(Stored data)

● ● ● ● ●

//! Building a [`BondTable`] from raw connectivity.

use std::collections::BTreeSet;

use itertools::izip;

use crate::bond::table::{Bond, BondParams, BondTable, RawConnectivity};
use crate::index::{GhostMap, IndexManager, Translation, checkpoint};
use crate::pd_error::PdError;
use crate::topology::node::{GlobalIndex, NodeHandle, NodeId, NodeRef};

/// Validate `raw`, translate every endpoint and set up ghosts for the non-local ones.
///
/// Performs the ghost-replication collective, so every partition must call this for
/// the same level. Rest lengths are left at zero; see
/// [`BondTable::assign_rest_lengths`].
pub fn build_table<M: IndexManager>(
    level: usize,
    raw: &RawConnectivity,
    manager: &mut M,
) -> Result<(BondTable, GhostMap), PdError> {
    // every partition must reach the replication collective, or none
    let (ends, ghosts) = checkpoint(&*manager, level, resolve_endpoints(level, raw, &*manager))?;

    let ghost_map = manager.request_ghost_replication(level, &ghosts)?;
    let handle = |node: NodeId, t: Translation| -> Result<NodeHandle, PdError> {
        let slot = match t.local {
            Some(local) => NodeRef::Owned(local),
            None => NodeRef::Ghost(ghost_slot(&ghost_map, t.global, level)?),
        };
        Ok(NodeHandle {
            node,
            global: t.global,
            slot,
        })
    };

    let mut bonds = Vec::with_capacity(ends.len());
    for (((master, m), (slave, s)), &law, params) in izip!(ends, &raw.law_ids, &raw.parameters) {
        bonds.push(Bond {
            master: handle(master, m)?,
            slave: handle(slave, s)?,
            law,
            params: BondParams::new(params.clone()),
            rest_length: 0.0,
        });
    }
    log::debug!(
        "level {level}: built {} bonds with {} ghost nodes on rank {}",
        bonds.len(),
        ghosts.len(),
        manager.rank()
    );
    Ok((BondTable::new(level, bonds, ghosts), ghost_map))
}

type Ends = Vec<((NodeId, Translation), (NodeId, Translation))>;

fn resolve_endpoints<M: IndexManager>(
    level: usize,
    raw: &RawConnectivity,
    manager: &M,
) -> Result<(Ends, BTreeSet<GlobalIndex>), PdError> {
    let n = raw.checked_len(level)?;
    let translate = |node: NodeId| -> Result<Translation, PdError> {
        manager.translate(level, node).ok_or_else(|| {
            PdError::connectivity(level, format!("node {node} is not known to the index manager"))
        })
    };

    let mut ends = Vec::with_capacity(n);
    let mut ghosts = BTreeSet::new();
    for (i, (&master, &slave)) in raw.masters.iter().zip(&raw.slaves).enumerate() {
        if master == slave {
            return Err(PdError::connectivity(level, format!("bond {i} connects node {master} to itself")));
        }
        let m = translate(master)?;
        let s = translate(slave)?;
        if m.local.is_none() && s.local.is_none() {
            return Err(PdError::connectivity(
                level,
                format!("bond {i} ({master} -> {slave}) touches no node owned by rank {}", manager.rank()),
            ));
        }
        for t in [&m, &s] {
            if t.local.is_none() {
                ghosts.insert(t.global);
            }
        }
        ends.push(((master, m), (slave, s)));
    }
    Ok((ends, ghosts))
}

fn ghost_slot(map: &GhostMap, global: GlobalIndex, level: usize) -> Result<usize, PdError> {
    map.slot(global).ok_or_else(|| {
        PdError::connectivity(level, format!("index manager returned no ghost slot for node {global}"))
    })
}

#[cfg(test)]
mod tests {
    use super::*;
    use crate::index::DistributedIndexManager;
    use crate::topology::node::LocalIndex;

    fn chain(pairs: &[(u64, u64)]) -> RawConnectivity {
        let mut raw = RawConnectivity::new();
        for &(m, s) in pairs {
            raw.push(NodeId::new(m), NodeId::new(s), 0, vec![]);
        }
        raw
    }

    #[test]
    fn serial_table_has_only_owned_endpoints() {
        let mut mgr = DistributedIndexManager::serial(&[3]);
        let (table, ghosts) = build_table(0, &chain(&[(0, 1), (1, 2)]), &mut mgr).unwrap();
        assert!(ghosts.is_empty());
        assert_eq!(table.len(), 2);
        assert_eq!(table.bonds()[1].master.slot, NodeRef::Owned(LocalIndex::new(1)));
    }

    #[test]
    fn self_bonds_are_rejected() {
        let mut mgr = DistributedIndexManager::serial(&[3]);
        let err = build_table(0, &chain(&[(0, 1), (2, 2)]), &mut mgr).unwrap_err();
        assert!(matches!(err, PdError::InvalidConnectivity { level: 0, .. }));
    }

    #[test]
    fn unknown_nodes_are_rejected() {
        let mut mgr = DistributedIndexManager::serial(&[2]);
        let err = build_table(0, &chain(&[(0, 5)]), &mut mgr).unwrap_err();
        assert!(matches!(err, PdError::InvalidConnectivity { .. }));
    }
}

● ● ● ● ●

Required work: The answer must be a single number: the count of lines above that contain the word "slave".

Answer box: 7